- The problem
Go over the records and copy every line with the string "Creates".

###

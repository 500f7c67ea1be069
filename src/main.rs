//! Metering importer
//!
//! Periodically imports range-query results from a Prometheus-compatible
//! backend into per-data-source ClickHouse tables:
//! - One resumable importer and worker per configured data source
//! - A process-wide cap on concurrent imports
//! - An HTTP trigger for importing an explicit time range

mod config;

use std::sync::Arc;

use anyhow::{Context, Result};
use tokio::signal;
use tokio_util::sync::CancellationToken;
use tracing::{error, info, warn};

use api::{router, AppState};
use clickhouse_client::{BatchWriter, ClickHouseClient};
use metering_core::{ResolvedSource, SystemClock};
use prometheus_api::PrometheusClient;
use telemetry::{health, init_tracing_from_env, ComponentHealth};
use worker::{ConcurrencyGate, Coordinator, CoordinatorHandle, ImportContext};

use crate::config::AppConfig;

#[tokio::main]
async fn main() -> Result<()> {
    dotenvy::dotenv().ok();
    init_tracing_from_env();

    info!("Starting metering importer v{}", env!("CARGO_PKG_VERSION"));

    let config = AppConfig::load()?;
    info!(
        prometheus = %config.prometheus.url,
        clickhouse = %config.clickhouse.url,
        data_sources = config.data_sources.len(),
        gate_capacity = config.gate_capacity,
        "Loaded config"
    );

    let prometheus = Arc::new(
        PrometheusClient::new(config.prometheus.clone())
            .context("Failed to create metrics backend client")?,
    );
    let clickhouse = Arc::new(
        ClickHouseClient::new(config.clickhouse.clone())
            .context("Failed to create ClickHouse client")?,
    );

    record_health(
        &health().prometheus,
        prometheus_api::health::check_connection(&prometheus).await,
    );
    record_health(
        &health().clickhouse,
        clickhouse_client::health::check_connection(&clickhouse).await,
    );

    if config.clickhouse.create_tables {
        ensure_tables(&config, &clickhouse).await;
    }

    let shutdown = CancellationToken::new();
    let ctx = ImportContext {
        backend: prometheus,
        store: clickhouse.clone(),
        writer: BatchWriter::new(config.clickhouse.max_statement_bytes),
        clock: Arc::new(SystemClock),
    };
    let (coordinator, coordinator_task) = Coordinator::spawn(
        ctx,
        config.defaults.clone(),
        ConcurrencyGate::new(config.gate_capacity),
        shutdown.clone(),
    );
    register_data_sources(&config, &coordinator).await;

    let addr = config.listen_addr()?;
    let listener = tokio::net::TcpListener::bind(addr)
        .await
        .with_context(|| format!("Failed to bind to {}", addr))?;
    info!("Serving API on http://{}", addr);

    let server_shutdown = shutdown.clone();
    axum::serve(listener, router(AppState::new(coordinator)))
        .with_graceful_shutdown(async move {
            shutdown_signal().await;
            server_shutdown.cancel();
        })
        .await
        .context("API server failed")?;

    // Also reached when the server exits without a signal.
    info!("Stopping workers");
    shutdown.cancel();
    if let Err(e) = coordinator_task.await {
        error!("Coordinator task failed: {}", e);
    }

    info!("Shutdown complete");
    Ok(())
}

fn record_health(component: &ComponentHealth, reachable: bool) {
    if reachable {
        component.set_healthy();
        info!(component = component.name(), "Dependency reachable");
    } else {
        component.set_unhealthy("Connection failed");
        error!(component = component.name(), "Dependency unreachable");
    }
}

/// Create the metric table of every configured, importable data source.
async fn ensure_tables(config: &AppConfig, clickhouse: &ClickHouseClient) {
    for spec in &config.data_sources {
        let Ok(ResolvedSource::Prometheus(import)) = spec.resolve(&config.defaults) else {
            continue;
        };
        if let Err(e) =
            clickhouse_client::health::ensure_metric_table(clickhouse, &import.config.table).await
        {
            // Imports into a missing table fail and retry on every tick.
            warn!(data_source = %spec.name, "Failed to create metric table: {}", e);
        }
    }
}

async fn register_data_sources(config: &AppConfig, coordinator: &CoordinatorHandle) {
    for spec in &config.data_sources {
        if let Err(e) = coordinator.upsert_data_source(spec.clone()).await {
            // Other sources still run; a bad one is reported and skipped.
            error!(data_source = %spec.name, "Data source rejected: {}", e);
        }
    }
}

/// Resolves on Ctrl+C or SIGTERM.
async fn shutdown_signal() {
    let interrupt = async {
        if let Err(e) = signal::ctrl_c().await {
            error!("Failed to listen for Ctrl+C: {}", e);
            std::future::pending::<()>().await;
        }
    };

    #[cfg(unix)]
    let terminate = async {
        match signal::unix::signal(signal::unix::SignalKind::terminate()) {
            Ok(mut sigterm) => {
                sigterm.recv().await;
            }
            Err(e) => {
                error!("Failed to listen for SIGTERM: {}", e);
                std::future::pending::<()>().await;
            }
        }
    };

    #[cfg(not(unix))]
    let terminate = std::future::pending::<()>();

    tokio::select! {
        _ = interrupt => info!("Received Ctrl+C"),
        _ = terminate => info!("Received SIGTERM"),
    }
}
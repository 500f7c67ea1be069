//! Metric records and the range-query result they are decoded from.

use chrono::{DateTime, Duration, Utc};
use std::collections::BTreeMap;

use crate::window::TimeWindow;

/// One sample of a series at a point in time.
#[derive(Debug, Clone, Copy, PartialEq)]
pub struct SamplePair {
    pub timestamp: DateTime<Utc>,
    pub value: f64,
}

/// A labelled series as returned by a range query.
#[derive(Debug, Clone, PartialEq, Default)]
pub struct SampleStream {
    pub metric: BTreeMap<String, String>,
    pub values: Vec<SamplePair>,
}

/// Result of a range query: zero or more series.
pub type Matrix = Vec<SampleStream>;

/// One observation ready to be written to a metric table.
#[derive(Debug, Clone, PartialEq)]
pub struct MetricRecord {
    pub labels: BTreeMap<String, String>,
    pub amount: f64,
    pub step_size: Duration,
    pub timestamp: DateTime<Utc>,
}

impl MetricRecord {
    /// Partition key for the record (`YYYY-MM-DD`, UTC).
    pub fn dt(&self) -> String {
        self.timestamp.format("%Y-%m-%d").to_string()
    }
}

/// Flatten a range-query matrix into records, one per sample.
///
/// Every record carries the full label set of its series and the window's
/// step, in series order then sample order.
pub fn records_from_matrix(window: &TimeWindow, matrix: Matrix) -> Vec<MetricRecord> {
    let total = matrix.iter().map(|s| s.values.len()).sum();
    let mut records = Vec::with_capacity(total);

    for stream in matrix {
        for sample in &stream.values {
            records.push(MetricRecord {
                labels: stream.metric.clone(),
                amount: sample.value,
                step_size: window.step,
                timestamp: sample.timestamp,
            });
        }
    }

    records
}
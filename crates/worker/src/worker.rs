//! Periodic import worker: one per enabled data source.

use crate::gate::ConcurrencyGate;
use crate::importer::PrometheusImporter;
use std::sync::Arc;
use std::time::Duration;
use tokio::task::JoinHandle;
use tokio::time::{interval, MissedTickBehavior};
use tokio_util::sync::CancellationToken;
use tracing::{debug, error, info};

/// A running worker. Dropping the handle does not stop it; call [`stop`].
///
/// [`stop`]: WorkerHandle::stop
pub struct WorkerHandle {
    importer: Arc<PrometheusImporter>,
    interval: Duration,
    stop: CancellationToken,
    task: JoinHandle<()>,
}

impl WorkerHandle {
    /// Start ticking every `period`. The first run happens immediately.
    /// The worker also stops when `parent` is cancelled.
    pub fn spawn(
        importer: Arc<PrometheusImporter>,
        gate: ConcurrencyGate,
        period: Duration,
        parent: &CancellationToken,
    ) -> Self {
        let stop = parent.child_token();
        let task = tokio::spawn(run(importer.clone(), gate, period, stop.clone()));
        info!(
            data_source = %importer.name(),
            interval_secs = period.as_secs(),
            "Import worker started"
        );
        Self {
            importer,
            interval: period,
            stop,
            task,
        }
    }

    pub fn importer(&self) -> &Arc<PrometheusImporter> {
        &self.importer
    }

    pub fn interval(&self) -> Duration {
        self.interval
    }

    /// Signal the worker and wait for its current run to unwind.
    pub async fn stop(self) {
        self.stop.cancel();
        if let Err(e) = self.task.await {
            error!(data_source = %self.importer.name(), "Import worker panicked: {}", e);
        }
        info!(data_source = %self.importer.name(), "Import worker stopped");
    }
}

async fn run(
    importer: Arc<PrometheusImporter>,
    gate: ConcurrencyGate,
    period: Duration,
    stop: CancellationToken,
) {
    let mut ticker = interval(period);
    ticker.set_missed_tick_behavior(MissedTickBehavior::Delay);

    loop {
        tokio::select! {
            biased;
            _ = stop.cancelled() => return,
            _ = ticker.tick() => {}
        }

        let _permit = match gate.acquire(&stop).await {
            Ok(permit) => permit,
            Err(_) => return,
        };

        debug!(data_source = %importer.name(), "Periodic import starting");
        match importer.import_from_cursor(&stop, false).await {
            Ok(_) => {}
            Err(e) if e.source.is_cancelled() => return,
            // Already logged by the importer; the next tick retries.
            Err(e) => debug!(data_source = %importer.name(), error = %e, "Periodic import failed"),
        }
    }
}
/// Tunables for scorer construction.
#[derive(Debug, Clone, PartialEq, Serialize, Deserialize)]
pub struct AlignmentSettings {
    /// Backend to use.
    pub strategy: AlignmentStrategy,
    /// Offset subtracted from entailment confidences.
    #[serde(default = "default_entailment_offset")]
    pub entailment_offset: f64,
    /// Out-of-vocabulary token for the vector backend.
    #[serde(default = "default_sentinel")]
    pub sentinel: String,
}

const fn default_entailment_offset() -> f64 {
    DEFAULT_ENTAILMENT_OFFSET
}

fn default_sentinel() -> String {
    DEFAULT_SENTINEL.to_string()
}

impl AlignmentSettings {
    /// Settings for `strategy` with default offset and sentinel.
    #[must_use]
    pub fn new(strategy: AlignmentStrategy) -> Self {
        Self {
            strategy,
            entailment_offset: DEFAULT_ENTAILMENT_OFFSET,
            sentinel: default_sentinel(),
        }
    }
}

/// External collaborators a backend may need.
#[derive(Clone)]
pub struct AlignmentDependencies {
    /// Stemming tokenizer.
    pub tokenizer: Arc<dyn Tokenizer>,
    /// Entailment service, required by the entailment strategy.
    pub entailment: Option<Arc<dyn EntailmentService>>,
    /// Vector model, required by the word2vec strategy.
    pub vectors: Option<Arc<dyn VectorModel>>,
    /// Optional entailment score cache.
    pub cache: Option<Arc<dyn KeyValueCache>>,
    /// Optional telemetry.
    pub telemetry: Option<Telemetry>,
}

impl AlignmentDependencies {
    /// Dependencies with only a tokenizer.
    #[must_use]
    pub fn new(tokenizer: Arc<dyn Tokenizer>) -> Self {
        Self {
            tokenizer,
            entailment: None,
            vectors: None,
            cache: None,
            telemetry: None,
        }
    }

    /// Sets the entailment service.
    #[must_use]
    pub fn with_entailment(mut self, service: Arc<dyn EntailmentService>) -> Self {
        self.entailment = Some(service);
        self
    }

    /// Sets the vector model.
    #[must_use]
    pub fn with_vectors(mut self, vectors: Arc<dyn VectorModel>) -> Self {
        self.vectors = Some(vectors);
        self
    }

    /// Sets the score cache.
    #[must_use]
    pub fn with_cache(mut self, cache: Arc<dyn KeyValueCache>) -> Self {
        self.cache = Some(cache);
        self
    }

    /// Sets telemetry.
    #[must_use]
    pub fn with_telemetry(mut self, telemetry: Telemetry) -> Self {
        self.telemetry = Some(telemetry);
        self
    }
}

/// Validates a strategy against its dependencies once, then hands out scorers.
#[derive(Clone)]
pub struct AlignmentFactory {
    strategy: AlignmentStrategy,
    backend: Arc<dyn SimilarityBackend>,
}

impl fmt::Debug for AlignmentFactory {
    fn fmt(&self, f: &mut fmt::Formatter<'_>) -> fmt::Result {
        f.debug_struct("AlignmentFactory")
            .field("strategy", &self.strategy)
            .finish_non_exhaustive()
    }
}

impl AlignmentFactory {
    /// Builds the backend for `settings.strategy`, failing when a required
    /// collaborator is missing.
    pub fn new(
        settings: &AlignmentSettings,
        deps: AlignmentDependencies,
    ) -> Result<Self, AlignmentError> {
        let strategy = settings.strategy;
        let backend: Arc<dyn SimilarityBackend> = match strategy {
            AlignmentStrategy::Entailment => {
                let service = deps.entailment.ok_or(AlignmentError::MissingDependency {
                    strategy: strategy.name(),
                    dependency: "entailment service",
                })?;
                Arc::new(
                    EntailmentBackend::new(
                        service,
                        deps.tokenizer,
                        deps.cache,
                        settings.entailment_offset,
                    )
                    .with_telemetry(deps.telemetry.clone()),
                )
            }
            AlignmentStrategy::Word2Vec => {
                let vectors = deps.vectors.ok_or(AlignmentError::MissingDependency {
                    strategy: strategy.name(),
                    dependency: "vector model",
                })?;
                Arc::new(Word2VecBackend::new(vectors, settings.sentinel.clone())?)
            }
            AlignmentStrategy::WordOverlap => Arc::new(WordOverlapBackend::new(deps.tokenizer)),
        };
        if let Some(tel) = &deps.telemetry {
            let _ = tel.log(
                LogLevel::Info,
                "alignment.factory.ready",
                json!({ "strategy": strategy.name() }),
            );
        }
        Ok(Self { strategy, backend })
    }

    /// Configured strategy.
    #[must_use]
    pub const fn strategy(&self) -> AlignmentStrategy {
        self.strategy
    }

    /// A fresh scorer for one request.
    #[must_use]
    pub fn build(&self) -> AlignmentScorer {
        AlignmentScorer::new(self.strategy, Arc::clone(&self.backend))
    }
}

#[cfg(test)]
mod tests {
    use super::*;
    use crate::backends::{EntailmentScore, InMemoryVectorModel};
    use tableqa_tables::KeywordTokenizer;

    struct OverlapService;

    impl EntailmentService for OverlapService {
        fn entail(
            &self,
            premise: &[String],
            hypothesis: &[String],
        ) -> anyhow::Result<EntailmentScore> {
            let hits = hypothesis.iter().filter(|t| premise.contains(t)).count();
            Ok(EntailmentScore {
                confidence: hits as f64 / hypothesis.len() as f64,
                provenance: "overlap".into(),
            })
        }
    }

    fn vectors() -> Arc<dyn VectorModel> {
        let mut model = InMemoryVectorModel::new();
        model.insert(DEFAULT_SENTINEL, vec![0.3, 0.3, 0.3]);
        model.insert("ice", vec![1.0, 0.2, 0.0]);
        model.insert("water", vec![0.8, 0.6, 0.0]);
        model.insert("steam", vec![0.1, 1.0, 0.4]);
        Arc::new(model)
    }

    fn deps() -> AlignmentDependencies {
        AlignmentDependencies::new(Arc::new(KeywordTokenizer))
            .with_entailment(Arc::new(OverlapService))
            .with_vectors(vectors())
    }

    fn all_scorers() -> Vec<AlignmentScorer> {
        [
            AlignmentStrategy::Entailment,
            AlignmentStrategy::Word2Vec,
            AlignmentStrategy::WordOverlap,
        ]
        .into_iter()
        .map(|strategy| {
            AlignmentFactory::new(&AlignmentSettings::new(strategy), deps())
                .unwrap()
                .build()
        })
        .collect()
    }

    #[test]
    fn strategy_names_parse() {
        assert_eq!("word2vec".parse::<AlignmentStrategy>().unwrap(), AlignmentStrategy::Word2Vec);
        assert_eq!(
            "WordOverlap".parse::<AlignmentStrategy>().unwrap(),
            AlignmentStrategy::WordOverlap
        );
        assert_eq!(
            "word_overlap".parse::<AlignmentStrategy>().unwrap(),
            AlignmentStrategy::WordOverlap
        );
        assert!(matches!(
            "bm25".parse::<AlignmentStrategy>(),
            Err(AlignmentError::UnknownStrategy(name)) if name == "bm25"
        ));
    }

    #[test]
    fn missing_dependencies_fail_at_construction() {
        let bare = AlignmentDependencies::new(Arc::new(KeywordTokenizer));
        let err = AlignmentFactory::new(
            &AlignmentSettings::new(AlignmentStrategy::Entailment),
            bare.clone(),
        )
        .unwrap_err();
        assert!(matches!(
            err,
            AlignmentError::MissingDependency { strategy: "entailment", .. }
        ));
        let err = AlignmentFactory::new(&AlignmentSettings::new(AlignmentStrategy::Word2Vec), bare)
            .unwrap_err();
        assert!(matches!(err, AlignmentError::MissingDependency { strategy: "word2vec", .. }));
    }

    #[test]
    fn symmetric_operations_ignore_argument_order() {
        let pairs = [("ice", "frozen water"), ("steam", "water vapor"), ("Material", "State")];
        for scorer in all_scorers() {
            for (a, b) in pairs {
                assert_eq!(
                    scorer.score_title_title(a, b).to_bits(),
                    scorer.score_title_title(b, a).to_bits(),
                    "{:?}",
                    scorer.strategy()
                );
                assert_eq!(
                    scorer.score_cell_cell(a, b).to_bits(),
                    scorer.score_cell_cell(b, a).to_bits()
                );
            }
        }
    }

    #[test]
    fn wh_guard_returns_zero_for_every_backend() {
        let no_terms: [&str; 0] = [];
        for scorer in all_scorers() {
            assert!(scorer.score_str_wh_terms("water", &no_terms).abs() < f64::EPSILON);
            assert!(scorer
                .score_str_wh_terms("liquid water boils", &["water"])
                .abs()
                < f64::EPSILON);
        }
    }

    #[test]
    fn choice_operations_use_the_choice_as_premise() {
        let scorer = AlignmentFactory::new(
            &AlignmentSettings::new(AlignmentStrategy::WordOverlap),
            deps(),
        )
        .unwrap()
        .build();
        // choice "ice" covers half of the cell's tokens; the cell covers all of the choice.
        assert!((scorer.score_cell_qchoice("melting ice", "ice") - 0.5).abs() < f64::EPSILON);
        assert!((scorer.score_cell_qcons("melting ice", "ice") - 1.0).abs() < f64::EPSILON);
        assert!((scorer.score_cell_qchoice("4", "4") - 1.0).abs() < f64::EPSILON);
        assert!(
            (scorer.score(AlignmentOperation::StrWhTerms, "legs", "legs") - 1.0).abs()
                < f64::EPSILON
        );
    }

    #[test]
    fn entailment_scores_carry_the_offset() {
        let mut settings = AlignmentSettings::new(AlignmentStrategy::Entailment);
        settings.entailment_offset = 0.5;
        let scorer = AlignmentFactory::new(&settings, deps()).unwrap().build();
        assert!((scorer.score_cell_qcons("frozen water", "water") - 0.5).abs() < 1e-12);
        assert!((scorer.score_cell_qcons("steam", "water") + 0.5).abs() < 1e-12);
    }

    #[test]
    fn settings_deserialize_with_defaults() {
        let settings: AlignmentSettings =
            serde_json::from_str(r#"{ "strategy": "wordoverlap" }"#).unwrap();
        assert_eq!(settings.strategy, AlignmentStrategy::WordOverlap);
        assert!((settings.entailment_offset - 0.2).abs() < f64::EPSILON);
        assert_eq!(settings.sentinel, "</s>");
    }
}
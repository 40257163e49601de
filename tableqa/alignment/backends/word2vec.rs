use std::{
    collections::HashMap,
    fs::File,
    io::{BufRead, BufReader},
    path::Path,
    sync::Arc,
};

use super::SimilarityBackend;
use crate::error::AlignmentError;

/// Default token standing in for out-of-vocabulary phrases.
pub const DEFAULT_SENTINEL: &str = "</s>";

/// Pre-trained word/phrase vectors.
pub trait VectorModel: Send + Sync {
    /// Whether `term` has a vector.
    fn contains(&self, term: &str) -> bool;
    /// Cosine similarity of two in-vocabulary terms; 0 when either is unknown.
    fn cosine_similarity(&self, a: &str, b: &str) -> f64;
}

/// Vectors held in memory.
#[derive(Debug, Clone, Default)]
pub struct InMemoryVectorModel {
    vectors: HashMap<String, Vec<f32>>,
}

impl InMemoryVectorModel {
    /// Creates an empty model.
    #[must_use]
    pub fn new() -> Self {
        Self::default()
    }

    /// Adds or replaces a vector.
    pub fn insert(&mut self, term: impl Into<String>, vector: Vec<f32>) {
        self.vectors.insert(term.into(), vector);
    }

    /// Number of terms.
    #[must_use]
    pub fn len(&self) -> usize {
        self.vectors.len()
    }

    /// Whether the model has no vectors.
    #[must_use]
    pub fn is_empty(&self) -> bool {
        self.vectors.is_empty()
    }

    /// Reads the word2vec text format: `term v1 v2 ...` per line, with an
    /// optional leading `count dimension` header.
    pub fn from_word2vec_text(reader: impl BufRead) -> Result<Self, AlignmentError> {
        let mut model = Self::new();
        let mut dimension: Option<usize> = None;
        for (offset, line) in reader.lines().enumerate() {
            let line = line?;
            let mut fields = line.split_whitespace();
            let Some(term) = fields.next() else {
                continue;
            };
            let values: Vec<&str> = fields.collect();
            if offset == 0 && values.len() == 1 && term.parse::<usize>().is_ok() {
                dimension = values[0].parse().ok();
                continue;
            }
            let vector = values
                .iter()
                .map(|value| value.parse::<f32>())
                .collect::<Result<Vec<_>, _>>()
                .map_err(|err| AlignmentError::MalformedVectors {
                    line: offset + 1,
                    reason: err.to_string(),
                })?;
            match dimension {
                Some(expected) if expected != vector.len() => {
                    return Err(AlignmentError::MalformedVectors {
                        line: offset + 1,
                        reason: format!("expected {expected} values, found {}", vector.len()),
                    });
                }
                None => dimension = Some(vector.len()),
                _ => {}
            }
            model.insert(term, vector);
        }
        Ok(model)
    }

    /// Loads a word2vec text file.
    pub fn load(path: impl AsRef<Path>) -> Result<Self, AlignmentError> {
        let file = File::open(path)?;
        Self::from_word2vec_text(BufReader::new(file))
    }
}

impl VectorModel for InMemoryVectorModel {
    fn contains(&self, term: &str) -> bool {
        self.vectors.contains_key(term)
    }

    fn cosine_similarity(&self, a: &str, b: &str) -> f64 {
        let (Some(a), Some(b)) = (self.vectors.get(a), self.vectors.get(b)) else {
            return 0.0;
        };
        let mut dot = 0.0f64;
        let mut norm_a = 0.0f64;
        let mut norm_b = 0.0f64;
        for (x, y) in a.iter().zip(b) {
            let (x, y) = (f64::from(*x), f64::from(*y));
            dot += x * y;
            norm_a += x * x;
            norm_b += y * y;
        }
        if norm_a <= 0.0 || norm_b <= 0.0 {
            return 0.0;
        }
        dot / (norm_a.sqrt() * norm_b.sqrt())
    }
}

/// Symmetric cosine similarity over phrase vectors.
///
/// Phrases are looked up lower-cased with spaces joined by `_`; anything not
/// in the vocabulary is replaced by the sentinel, so the score is total.
pub struct Word2VecBackend {
    model: Arc<dyn VectorModel>,
    sentinel: String,
}

impl Word2VecBackend {
    /// Creates the backend; the sentinel must have a vector.
    pub fn new(
        model: Arc<dyn VectorModel>,
        sentinel: impl Into<String>,
    ) -> Result<Self, AlignmentError> {
        let sentinel = sentinel.into();
        if !model.contains(&sentinel) {
            return Err(AlignmentError::MissingSentinel(sentinel));
        }
        Ok(Self { model, sentinel })
    }

    /// Vocabulary key used for `text`.
    #[must_use]
    pub fn lookup_key(&self, text: &str) -> String {
        let phrase = text
            .split_whitespace()
            .map(str::to_lowercase)
            .collect::<Vec<_>>()
            .join("_");
        if self.model.contains(&phrase) {
            phrase
        } else {
            self.sentinel.clone()
        }
    }

    /// Cosine similarity between the two phrases.
    #[must_use]
    pub fn similarity(&self, a: &str, b: &str) -> f64 {
        self.model
            .cosine_similarity(&self.lookup_key(a), &self.lookup_key(b))
    }
}

impl SimilarityBackend for Word2VecBackend {
    fn name(&self) -> &'static str {
        "word2vec"
    }

    fn score(&self, premise: &str, hypothesis: &str) -> f64 {
        self.similarity(premise, hypothesis)
    }
}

###

- Reply to the task
    /// Creates an empty model.
    /// Creates the backend; the sentinel must have a vector.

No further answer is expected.